Around 30% of Americans graduate from college, yet we continue to prepare every student for two things:
* Standardized Tests
* College Exams
Please start preparing EVERYONE to be successful!!! When are we going to wake up and prepare everyone for their future. Not everyone is going to college, and that is okay. Many of those 30% that graduate from college, struggle in the workplace anyways because they have been trained to be students not workers.
Where do we start? I wish there would be a strong movement to require the teaching of 21st Century Skills and to back off on content. If we teach students to "LEARN HOW TO LEARN" much of the content learning will take care of itself. Which 21st Century Skills do we start with? There are thousands of 21st Century Skills and "soft skills" that people need to succeed in the world, but we obviously do not have time to thoroughly teach all of them. After reading (relentlessly) on this topic, I have arrived at the conclusion that the "Big Six" are:
* Communication - this is a broad topic. Students need to learn how to send an appropriate email, make a phone call, engage in small talk, learn how to speak about a specific topic to different audiences (explaining photosynthesis to a 1st grader, 7th grader, 12th grader, and a biology professor is hopefully done differently), answer questions in a job interview, clarify their stance on something, give a pitch on a project, speak in front of a group, etc....
* Collaboration - Students need to learn how to work together with other people. This may be small groups or big groups. People with similar beliefs or with opposing beliefs. Online, in person, or over the phone. Use leadership skills. Learn how to get the most out of everyone on your team.
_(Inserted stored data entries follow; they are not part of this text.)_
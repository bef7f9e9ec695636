//! Errors reported by the callable wrappers.
//!
//! There are exactly two ways binding or invoking a wrapper can go wrong:
//!
//! - The callable is too large (or too strictly aligned) for the buffer of a
//!   [`Function`]. [`Function::new`] and [`Function::set`] reject this at
//!   compile time; [`Function::try_new`] and [`Function::try_set`] reject it
//!   at runtime with a [`CapacityError`] that hands the callable back.
//! - A wrapper with nothing bound is invoked. There is no value that could be
//!   returned instead, so this is a fatal contract violation: it emits a
//!   [`tracing`] error event and panics.
//!
//! Errors produced by the bound callable itself are never touched: the
//! wrappers return whatever the callable returns and unwind whenever the
//! callable unwinds.
//!
//! [`Function`]: crate::Function
//! [`Function::new`]: crate::Function::new
//! [`Function::set`]: crate::Function::set
//! [`Function::try_new`]: crate::Function::try_new
//! [`Function::try_set`]: crate::Function::try_set

use crate::MAX_ALIGN;

/// Error returned when a callable does not fit in the buffer of a
/// [`Function`](crate::Function).
///
/// Contains the callable that was attempted to be bound, allowing you to
/// recover it with [`into_inner`](Self::into_inner).
///
/// # Examples
///
/// ```
/// use fnslot::Function;
///
/// let table = [7u64; 8];
/// let lookup = move |i: usize| table[i];
///
/// let error = Function::<fn(usize) -> u64, 16>::try_new(lookup).unwrap_err();
/// assert_eq!(error.size(), 64);
/// assert_eq!(error.capacity(), 16);
///
/// // The callable is handed back untouched
/// let lookup = error.into_inner();
/// assert_eq!(lookup(3), 7);
/// ```
pub struct CapacityError<F> {
    /// The rejected callable
    callable: F,
    /// Capacity in bytes of the buffer that rejected it
    capacity: usize,
}

impl<F> CapacityError<F> {
    /// Creates a new [`CapacityError`] for a buffer of `capacity` bytes.
    #[inline]
    pub(crate) fn new(callable: F, capacity: usize) -> Self {
        Self { callable, capacity }
    }

    /// Returns the callable that could not be bound.
    #[inline]
    pub fn into_inner(self) -> F {
        self.callable
    }

    /// Size in bytes of the rejected callable.
    #[inline]
    pub const fn size(&self) -> usize {
        core::mem::size_of::<F>()
    }

    /// Alignment in bytes of the rejected callable.
    #[inline]
    pub const fn align(&self) -> usize {
        core::mem::align_of::<F>()
    }

    /// Capacity in bytes of the buffer that rejected the callable.
    #[inline]
    pub const fn capacity(&self) -> usize {
        self.capacity
    }
}

impl<F> core::fmt::Debug for CapacityError<F> {
    fn fmt(&self, f: &mut core::fmt::Formatter<'_>) -> core::fmt::Result {
        f.debug_struct("CapacityError")
            .field("type_name", &core::any::type_name::<F>())
            .field("size", &self.size())
            .field("align", &self.align())
            .field("capacity", &self.capacity)
            .finish_non_exhaustive()
    }
}

impl<F> core::fmt::Display for CapacityError<F> {
    fn fmt(&self, f: &mut core::fmt::Formatter<'_>) -> core::fmt::Result {
        write!(
            f,
            "callable of type `{}` needs {} bytes aligned to {}, but the buffer holds {} bytes aligned to {}",
            core::any::type_name::<F>(),
            self.size(),
            self.align(),
            self.capacity,
            MAX_ALIGN,
        )
    }
}

impl<F> core::error::Error for CapacityError<F> {}

/// Reports an invocation of a wrapper that has nothing bound and panics.
///
/// `wrapper` is the name of the wrapper type and `S` its signature.
#[cold]
#[inline(never)]
#[track_caller]
pub(crate) fn unbound_invocation<S>(wrapper: &'static str) -> ! {
    let signature = core::any::type_name::<S>();
    let location = core::panic::Location::caller();
    tracing::error!(
        wrapper,
        signature,
        %location,
        "invoked a callable wrapper with nothing bound"
    );
    panic!("invoked an unbound {wrapper} with signature `{signature}`")
}
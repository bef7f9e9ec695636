#![no_std]
#![forbid(
    missing_docs,
    clippy::alloc_instead_of_core,
    clippy::std_instead_of_alloc,
    clippy::std_instead_of_core,
    clippy::missing_safety_doc,
    clippy::missing_docs_in_private_items,
    clippy::undocumented_unsafe_blocks,
    clippy::multiple_unsafe_ops_per_block,
    rustdoc::invalid_rust_codeblocks,
    rustdoc::broken_intra_doc_links,
    missing_copy_implementations,
    unused_doc_comments
)]
#![allow(rustdoc::private_intra_doc_links)]
//! Internal implementation crate for [`fnslot`].
//!
//! # Overview
//!
//! This crate contains the low-level, type-erased data structures and unsafe
//! operations that power the [`fnslot`] callable wrappers. It erases the
//! concrete type of a callable behind plain function pointers that are chosen
//! once, when the callable is bound, so that every later call is a single
//! indirect call.
//!
//! **This crate is an implementation detail.** No semantic versioning guarantees
//! are provided. Users should depend on the [`fnslot`] crate, not this one.
//!
//! # Architecture
//!
//! - **[`signature`]**: Call signatures and callables
//!   - [`Signature`]: Sealed trait turning `fn(A0, ..) -> R` into an argument
//!     tuple and an output type
//!   - [`Callable`]: Anything invocable with a signature's argument tuple
//!
//! - **[`function_ref`]**: Non-owning erasure
//!   - [`RawFunctionRef`]: A mutable borrow of a callable, two machine words
//!
//! - **[`function`]**: Owning erasure into a fixed inline buffer
//!   - [`RawFunction`]: Buffer of `CAPACITY` bytes plus an optional vtable
//!   - [`FunctionVtable`]: Function pointers for invoke, relocate and drop
//!
//! # Safety Strategy
//!
//! When we erase a callable `F` to a `NonNull<Erased>`, the function pointers
//! stored next to that pointer must still match the actual concrete type in
//! memory.
//!
//! This crate maintains safety through:
//!
//! - **Module-based encapsulation**: Safety-critical types keep fields
//!   module-private, making invariants locally verifiable within a single file
//! - **Compile-time vtables**: Every vtable is a `&'static` constant created
//!   for exactly one occupant type
//! - **Documented vtable contracts**: Each vtable method specifies exactly when
//!   it can be safely called
//!
//! [`fnslot`]: https://docs.rs/fnslot/latest/fnslot/
//! [`FunctionVtable`]: function::vtable::FunctionVtable

mod function;
mod function_ref;
pub mod signature;
mod util;

pub use function::{MAX_ALIGN, RawFunction};
pub use function_ref::RawFunctionRef;
pub use signature::{Callable, Signature};
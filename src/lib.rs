#![cfg_attr(not(doc), no_std)]
#![deny(
    missing_docs,
    clippy::alloc_instead_of_core,
    clippy::std_instead_of_alloc,
    clippy::std_instead_of_core,
    clippy::missing_safety_doc,
    clippy::undocumented_unsafe_blocks,
    clippy::multiple_unsafe_ops_per_block,
    clippy::as_ptr_cast_mut,
    clippy::ptr_as_ptr,
    rustdoc::invalid_rust_codeblocks,
    rustdoc::broken_intra_doc_links,
    missing_copy_implementations,
    unused_doc_comments
)]
// Extra checks on nightly
#![cfg_attr(nightly_extra_checks, feature(rustdoc_missing_doc_code_examples))]
#![cfg_attr(nightly_extra_checks, forbid(rustdoc::missing_doc_code_examples))]
// Make docs.rs generate better docs
#![cfg_attr(docsrs, feature(doc_cfg))]

//! Allocation-free callable wrappers for `no_std` code.
//!
//! ## Overview
//!
//! This crate lets you store "something that can be called with these
//! arguments and returns this type" without naming the concrete closure type
//! and without ever touching the heap. There are two wrappers:
//!
//! - [`FunctionRef`] borrows a callable. It is two machine words, never copies
//!   the callable and never outlives it.
//! - [`Function`] owns a callable, stored inline in a buffer of a fixed number
//!   of bytes chosen at compile time.
//!
//! Both are parameterized by a call signature written as a function-pointer
//! type, e.g. `fn(u32, &'static str) -> bool`. Any closure, function item,
//! function pointer or type implementing [`Callable`] with a matching
//! parameter list can be bound.
//!
//! ## Quick Example
//!
//! ```
//! use fnslot::{Function, FunctionRef};
//!
//! // Borrow a closure for the duration of a call
//! fn apply_twice(mut f: FunctionRef<'_, fn(i32) -> i32>, value: i32) -> i32 {
//!     let once = f.call(value);
//!     f.call(once)
//! }
//!
//! let mut double = |n: i32| n * 2;
//! assert_eq!(apply_twice(FunctionRef::new(&mut double), 3), 12);
//!
//! // Own a stateful closure in 16 bytes of inline storage
//! let mut state = 73;
//! let mut counter = Function::<fn(i32) -> i32, 16>::new(move |n: i32| {
//!     state += n;
//!     state
//! });
//! assert_eq!(counter.call(1), 74);
//! assert_eq!(counter.call(1), 75);
//! ```
//!
//! ## Core Concepts
//!
//! **Signatures.** A [`Signature`] is a function-pointer type with up to six
//! parameters. Closures passed to the wrappers need annotated parameter
//! types (`|n: i32| ...`), since the signature only reaches the closure
//! through the [`Callable`] bound.
//!
//! **Binding.** A wrapper is either *bound* to a callable or *unbound*. Both
//! wrappers start unbound by default, and moving out of one with `take`
//! leaves it unbound. Invoking an unbound wrapper is a contract violation:
//! it emits a [`tracing`] error event and then panics.
//!
//! **Capacity.** A [`Function<S, CAPACITY>`] accepts any callable that is at
//! most `CAPACITY` bytes large and at most [`MAX_ALIGN`] bytes aligned.
//! [`Function::new`] and [`Function::set`] check this at compile time;
//! [`Function::try_new`] and [`Function::try_set`] check it at runtime and
//! return a [`CapacityError`] holding the rejected callable.
//!
//! **Durations.** [`Duration`] is a saturating time interval for code that
//! passes timeouts around, with conversions to `timespec`/`timeval` pairs,
//! `itimerspec` intervals and [`core::time::Duration`].
//!
//! ## Threading
//!
//! Neither wrapper is [`Send`] or [`Sync`], as the erased callable might not
//! be. Move them between threads only by binding the callable on the thread
//! that uses it.
//!
//! ## Feature flags
//!
//! - `std`: Enables `Duration::to_timespec_from` and forwards `std` to
//!   [`tracing`]. Off by default; the crate is `no_std` and never allocates.
//!
//! ## Architecture
//!
//! The type-erased storage and dispatch live in the `fnslot-internals`
//! crate, which keeps every `unsafe` block behind a small set of types with
//! module-private fields. This crate adds the public API on top of it.

#[cfg(feature = "std")]
extern crate std;

mod call;
mod duration;
mod error;
mod function;
mod function_ref;

#[cfg(feature = "std")]
pub use self::duration::TimeSpecReference;
pub use self::{
    duration::{Duration, ITimerSpec, TimeSpec, TimeVal},
    error::CapacityError,
    function::Function,
    function_ref::FunctionRef,
};
pub use fnslot_internals::{Callable, MAX_ALIGN, Signature};
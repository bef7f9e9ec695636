//! Type-erased callable reference.
//!
//! This module encapsulates the `target` and `invoke` fields of
//! [`RawFunctionRef`], ensuring they are only visible within this module.
//! This visibility restriction guarantees the safety invariant: **`invoke` is
//! always the entry point instantiated for the concrete type behind
//! `target`**.
//!
//! # Safety Invariant
//!
//! Both fields are set together, either by [`RawFunctionRef::new`] from a
//! `&'a mut F`, or by [`RawFunctionRef::from_raw_parts`] whose caller promises
//! the same pairing. Neither can be modified afterward, and the lifetime `'a`
//! keeps the referenced callable mutably borrowed for as long as the
//! [`RawFunctionRef`] exists.

use core::{marker::PhantomData, ptr::NonNull};

use crate::{
    signature::{self, Callable, InvokeFn, Signature},
    util::Erased,
};

/// A mutable borrow of some callable `F: Callable<S>`, with `F` erased.
///
/// This is two machine words: a pointer to the callable and a pointer to the
/// function that knows how to invoke it. It never owns the callable; dropping
/// a [`RawFunctionRef`] leaves the callable untouched.
///
/// We cannot use a `&'a mut dyn Callable<S>` directly, because that would
/// route every call through a trait-object vtable instead of a single entry
/// point chosen at bind time.
pub struct RawFunctionRef<'a, S: Signature> {
    /// Pointer to the referenced callable
    ///
    /// # Safety
    ///
    /// The following safety invariants are guaranteed to be upheld as long as
    /// this struct exists:
    ///
    /// 1. The pointer points to an initialized value of the type that `invoke`
    ///    was instantiated with.
    /// 2. That value is exclusively borrowed for `'a`.
    target: NonNull<Erased>,

    /// Entry point instantiated with the concrete type behind `target`
    invoke: InvokeFn<S>,

    /// Marker to tell the compiler that we should
    /// behave the same as a `&'a mut Erased`
    _marker: PhantomData<&'a mut Erased>,
}

impl<'a, S: Signature> RawFunctionRef<'a, S> {
    /// Creates a new [`RawFunctionRef`] that borrows `callable` for `'a`.
    ///
    /// The callable is not copied.
    #[inline]
    pub fn new<F>(callable: &'a mut F) -> Self
    where
        F: Callable<S>,
    {
        Self {
            target: NonNull::from(callable).cast::<Erased>(),
            invoke: signature::invoke::<S, F>,
            _marker: PhantomData,
        }
    }

    /// Creates a new [`RawFunctionRef`] from an erased pointer and a matching
    /// entry point.
    ///
    /// # Safety
    ///
    /// The caller must ensure:
    ///
    /// 1. `target` points to an initialized value of the type that `invoke`
    ///    was instantiated with, and stays that way for `'a`.
    /// 2. No other access to that value happens during `'a`.
    #[inline]
    pub(crate) unsafe fn from_raw_parts(target: NonNull<Erased>, invoke: InvokeFn<S>) -> Self {
        Self {
            target,
            invoke,
            _marker: PhantomData,
        }
    }

    /// Invokes the referenced callable with the given argument tuple.
    #[inline]
    pub fn call_with(&mut self, args: S::Args) -> S::Output {
        // SAFETY:
        // 1. `target` points to an initialized value of the type `invoke` was
        //    instantiated with (guaranteed by the invariants on this type)
        // 2. The value is exclusively borrowed for `'a`, and we hold `&mut self`,
        //    so no other access can happen during the call
        unsafe { (self.invoke)(self.target, args) }
    }

    /// Returns the address of the referenced callable.
    #[inline]
    pub fn target_ptr(&self) -> *const () {
        self.target.as_ptr().cast_const().cast::<()>()
    }
}

impl<S: Signature> core::fmt::Debug for RawFunctionRef<'_, S> {
    fn fmt(&self, f: &mut core::fmt::Formatter<'_>) -> core::fmt::Result {
        f.debug_struct("RawFunctionRef")
            .field("target", &self.target)
            .finish_non_exhaustive()
    }
}
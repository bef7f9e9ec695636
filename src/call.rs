//! Positional `call` methods for every supported arity.
//!
//! [`FunctionRef::call_with`] and [`Function::call_with`] take the arguments
//! as a single tuple so that they work for any [`Signature`]. For a concrete
//! function-pointer signature the methods generated here accept the arguments
//! one by one instead, so `function.call(a, b)` reads like a normal call.
//!
//! [`Signature`]: crate::Signature

use crate::{Function, FunctionRef};

/// Generates `call` for [`FunctionRef`] and [`Function`] at one arity.
macro_rules! impl_call {
    ($($ty:ident => $arg:ident),*) => {
        impl<'a, R: 'static, $($ty: 'static),*> FunctionRef<'a, fn($($ty),*) -> R> {
            /// Invokes the bound callable with the given arguments.
            ///
            /// # Panics
            ///
            /// Panics if this reference is unbound.
            #[inline]
            #[track_caller]
            pub fn call(&mut self, $($arg: $ty),*) -> R {
                self.call_with(($($arg,)*))
            }
        }

        impl<R: 'static, $($ty: 'static,)* const CAPACITY: usize> Function<fn($($ty),*) -> R, CAPACITY> {
            /// Invokes the occupant with the given arguments.
            ///
            /// # Panics
            ///
            /// Panics if this function is empty.
            #[inline]
            #[track_caller]
            pub fn call(&mut self, $($arg: $ty),*) -> R {
                self.call_with(($($arg,)*))
            }
        }
    };
}

impl_call!();
impl_call!(A0 => a0);
impl_call!(A0 => a0, A1 => a1);
impl_call!(A0 => a0, A1 => a1, A2 => a2);
impl_call!(A0 => a0, A1 => a1, A2 => a2, A3 => a3);
impl_call!(A0 => a0, A1 => a1, A2 => a2, A3 => a3, A4 => a4);
impl_call!(A0 => a0, A1 => a1, A2 => a2, A3 => a3, A4 => a4, A5 => a5);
* Critical Thinking - learning how to diagnose a problem, evaluate options, make decisions based on information, analyze the quality of something, understand a new concept, etc...
* Creativity - this is one major 21st century skill that our school systems seem to decrease in students. By the time you have finished high school, college, or beyond, you have learned that there is a correct answer for everything (and it is at the back of the book) and that a paper clip is used to hold papers together. We do not provide much room for creativity when we use standardized tests to assess students or worksheets to have them practice the content. It is unfortunate that this skill is lacking in our society, but we need to do something to reverse this.
* Inquiry - through many of the 20-time, project-based, and autonomous projects that I have implemented, I have come to realize that student inquiry skills are very poorly developed. Our system rewards answering questions, but does not promote asking questions. For this reason many students, and many of our "brightest" students have no clue how to ask good questions in order to help them solve problems or figure something out. Many, when not given exact directions to execute, flounder because they do not know what to do, or what to ask. I believe strongly that we need to place a higher emphasis on the ability to "ask questions" rather than just answer questions. The reason we have not cured cancer or AIDS is because we have not yet asked the right question.
* Using Technology - If students are unprepared for technology, they are unprepared for the future. Technology is not going anywhere.
There are a plethora of other skills that must be taught. Many of them could fall within the broader topics listed above, while some deserve their own attention. We need to start somewhere. We need to start preparing our students to be successful in their future.....not our past.
Please share how you have implemented successful 21st Century Skills learning in your classroom. I would love to learn more about this. In the following weeks, I hope to share thoughts on some of these individual skills and include any resources or ideas that I have come across. This past year was undoubtedly my best year at implementing these concepts and I have never felt so confident that I was preparing students to be successful in their future, whatever that may be.